▸ **DESCRIPTION OF THE TASK**
Go through the data line by line. Copy each one holding the string "default".

▸ **DATA LISTING**
● ● ● ●

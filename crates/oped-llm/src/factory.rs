//! Factory for creating remote classifiers.

use std::sync::Arc;

use oped_core::error::OpedResult;
use oped_core::traits::{ClassifierConfig, RemoteClassifier};

use crate::gemini::GeminiClassifier;

/// Factory for creating remote classifiers.
pub struct ClassifierFactory;

impl ClassifierFactory {
    /// Create a classifier from the given configuration.
    pub fn create(config: ClassifierConfig) -> OpedResult<Arc<dyn RemoteClassifier>> {
        let classifier = GeminiClassifier::new(config)?;
        Ok(Arc::new(classifier))
    }

    /// Create a classifier for a specific model with default settings.
    pub fn with_model(model: impl Into<String>) -> OpedResult<Arc<dyn RemoteClassifier>> {
        let config = ClassifierConfig {
            model: model.into(),
            ..Default::default()
        };
        Self::create(config)
    }
}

● ● ● ●

▸ **RESULT FOR THIS TASK**
    /// Create a classifier for a specific model with default settings.
            ..Default::default()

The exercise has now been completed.